Vom Umgang der Russen mit ihren Kriegsopfern:

Unpolitische Trauer.

Seit vier Jahren gibt es in Russland die Aktion «Das unsterbliche Regiment», die von Fernsehjournalisten aus Tomsk erfunden wurde. Das Konzept ist denkbar einfach: Am «Siegestag», dem 9. Mai tragen die Leute Bilder ihrer Familienmitglieder mit sich, die im Zweiten Weltkrieg umgekommen sind. Dabei ist jegliche kommerzielle oder politische Werbung verboten. Mit jedem Jahr wurde die Aktion populärer, und 2015, zum 70. Jahrestag des Kriegsendes, wurde sie in rund 500 Städten im In- und Ausland abgehalten. Allein in Moskau sollen laut offiziellen Angaben 500 000 Personen teilgenommen haben.

Meine Gefühle gegenüber dem «unsterbliche Regiment» ist sehr zwiespältig.

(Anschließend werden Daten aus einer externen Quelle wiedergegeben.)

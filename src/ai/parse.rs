//! Model response parsing.
//!
//! Models do not always honour the JSON-only instruction: answers arrive
//! wrapped in code fences or with prose around the object, and numeric fields
//! come back as strings or on the wrong scale. Parsing is lenient about all
//! of that and strict about the result ranges.

use serde::Deserialize;
use serde_json::Value;

use crate::error_handling::AnalysisError;

use super::types::{ModelVerdict, ScamCategory};

#[derive(Debug, Deserialize)]
struct RawVerdict {
    #[serde(default, alias = "riskScore")]
    risk_score: Option<Value>,
    #[serde(default)]
    confidence: Option<Value>,
    #[serde(default, alias = "primaryRisks")]
    primary_risks: Option<Value>,
    #[serde(default, alias = "scamCategory")]
    scam_category: Option<String>,
    #[serde(default)]
    indicators: Option<Value>,
    #[serde(default)]
    explanation: Option<String>,
}

/// Parses the text content of a model answer into a verdict.
///
/// # Errors
///
/// `parse_error` when no JSON object can be found or `risk_score` is missing.
pub fn parse_verdict(content: &str) -> Result<ModelVerdict, AnalysisError> {
    let json = extract_json_object(content)
        .ok_or_else(|| AnalysisError::parse("Model response contains no JSON object"))?;
    let raw: RawVerdict = serde_json::from_str(json)
        .map_err(|e| AnalysisError::parse(format!("Invalid JSON in model response: {e}")))?;

    let risk_score = raw
        .risk_score
        .as_ref()
        .and_then(as_number)
        .ok_or_else(|| AnalysisError::parse("Model response has no numeric risk_score"))?;

    // Some models answer confidence as a percentage
    let confidence = match raw.confidence.as_ref().and_then(as_number) {
        Some(c) if c > 1.0 => c / 100.0,
        Some(c) => c,
        None => 0.5,
    };

    Ok(ModelVerdict {
        risk_score: risk_score.clamp(0.0, 100.0),
        confidence: confidence.clamp(0.0, 1.0),
        primary_risks: string_list(raw.primary_risks),
        scam_category: raw
            .scam_category
            .as_deref()
            .map(ScamCategory::from_label)
            .unwrap_or(ScamCategory::Other),
        indicators: string_list(raw.indicators),
        explanation: raw.explanation.unwrap_or_default(),
    })
}

/// Returns the outermost `{...}` span of `content`.
fn extract_json_object(content: &str) -> Option<&str> {
    let start = content.find('{')?;
    let end = content.rfind('}')?;
    (end > start).then(|| &content[start..=end])
}

fn as_number(value: &Value) -> Option<f64> {
    let number = match value {
        Value::Number(n) => n.as_f64(),
        Value::String(s) => s.trim().trim_end_matches('%').trim().parse::<f64>().ok(),
        _ => None,
    };
    number.filter(|n| n.is_finite())
}

fn string_list(value: Option<Value>) -> Vec<String> {
    match value {
        Some(Value::Array(items)) => items
            .into_iter()
            .filter_map(|item| match item {
                Value::String(s) if !s.trim().is_empty() => Some(s.trim().to_string()),
                Value::Null | Value::String(_) => None,
                other => Some(other.to_string()),
            })
            .collect(),
        Some(Value::String(s)) if !s.trim().is_empty() => vec![s.trim().to_string()],
        _ => Vec::new(),
    }
}
//! WHOIS data structures.

use chrono::{DateTime, Utc};
use serde::{Deserialize, Serialize};

/// Fields recovered from a free-text WHOIS response.
///
/// Every field is optional: registries differ wildly in what they publish and
/// how they label it, and an unparsed field is not an error.
#[derive(Debug, Clone, Default, PartialEq, Serialize, Deserialize)]
#[serde(rename_all = "camelCase")]
pub struct WhoisRecord {
    /// Domain creation date
    pub creation_date: Option<DateTime<Utc>>,
    /// Domain expiration date
    pub expiration_date: Option<DateTime<Utc>>,
    /// Domain updated date
    pub updated_date: Option<DateTime<Utc>>,
    /// Registrar name
    pub registrar: Option<String>,
    /// Registrar's own WHOIS server, when the registry refers to one
    pub registrar_whois_server: Option<String>,
    pub registrant_country: Option<String>,
    pub registrant_org: Option<String>,
    pub admin_country: Option<String>,
    pub admin_org: Option<String>,
    pub tech_country: Option<String>,
    pub tech_org: Option<String>,
    /// EPP status codes (e.g., "clientTransferProhibited")
    pub status: Vec<String>,
    /// Nameservers, lowercased and deduplicated
    pub nameservers: Vec<String>,
    /// A privacy or proxy service hides the registrant
    pub privacy_protected: bool,
}

impl WhoisRecord {
    /// Whether nothing useful was parsed.
    pub fn is_empty(&self) -> bool {
        self.creation_date.is_none()
            && self.expiration_date.is_none()
            && self.registrar.is_none()
            && self.nameservers.is_empty()
            && self.status.is_empty()
    }
}

/// Kind of WHOIS-derived risk factor.
#[derive(Debug, Clone, Copy, PartialEq, Eq, Serialize, Deserialize)]
#[serde(rename_all = "snake_case")]
pub enum WhoisFactorKind {
    DomainAge,
    PrivacyProtection,
    RegistrarTrust,
    SuspiciousStatus,
}

/// One contribution to the WHOIS risk score (0-1 scale).
#[derive(Debug, Clone, PartialEq, Serialize, Deserialize)]
#[serde(rename_all = "camelCase")]
pub struct WhoisRiskFactor {
    pub kind: WhoisFactorKind,
    pub score: f64,
    pub description: String,
}

/// Risk assessment derived from one WHOIS lookup.
#[derive(Debug, Clone, PartialEq, Serialize, Deserialize)]
#[serde(rename_all = "camelCase")]
pub struct DomainAgeAnalysis {
    pub domain: String,
    pub age_in_days: Option<i64>,
    pub registration_date: Option<DateTime<Utc>>,
    pub expiration_date: Option<DateTime<Utc>>,
    pub updated_date: Option<DateTime<Utc>>,
    pub registrar: Option<String>,
    pub nameservers: Vec<String>,
    pub status: Vec<String>,
    /// Risk on a 0-1 scale
    pub score: f64,
    /// 0-1
    pub confidence: f64,
    pub privacy_protected: bool,
    pub registrant_country: Option<String>,
    pub registrant_org: Option<String>,
    pub risk_factors: Vec<WhoisRiskFactor>,
    /// When the analysis was computed; fixes the age calculation
    pub analyzed_at: DateTime<Utc>,
}
//! Shared utilities.
//!
//! This module provides:
//! - Exponential-backoff retry for transient analyzer failures
//! - Timing metrics for per-service performance analysis

mod retry;
mod timing;

pub use retry::{retry_with_backoff, RetryPolicy};
pub use timing::{duration_to_ms, elapsed_ms, TimingStats};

Einerseits positiv – ich verstehe das Bedürfnis vieler Russen ihre persönliche Trauer um ihre Nächsten auszudrücken. Das Grauen des Kriegs in diesem «verstümmelten» und traumatisierten Land ist noch immer zu spüren. Hinzu kommt, dass viele Russinnen und Russen erst in jüngster Zeit herausgefunden haben, was mit ihren Angehörigen passiert ist, weil viele Archive noch vor kurzem verschlossen waren und die Informationen erst dank Internet zugänglich gemacht wurden. Auf vielen Schlachtfeldern in Russland sind die Ausgrabungen der abertausenden Opfer noch heute im Gang – russische und deutsche Volontäre nehmen im Rahmen von gemeinsamen Lagern daran teil. Richtig: Wer seine Vergangenheit nicht kennt, hat keine Zukunft.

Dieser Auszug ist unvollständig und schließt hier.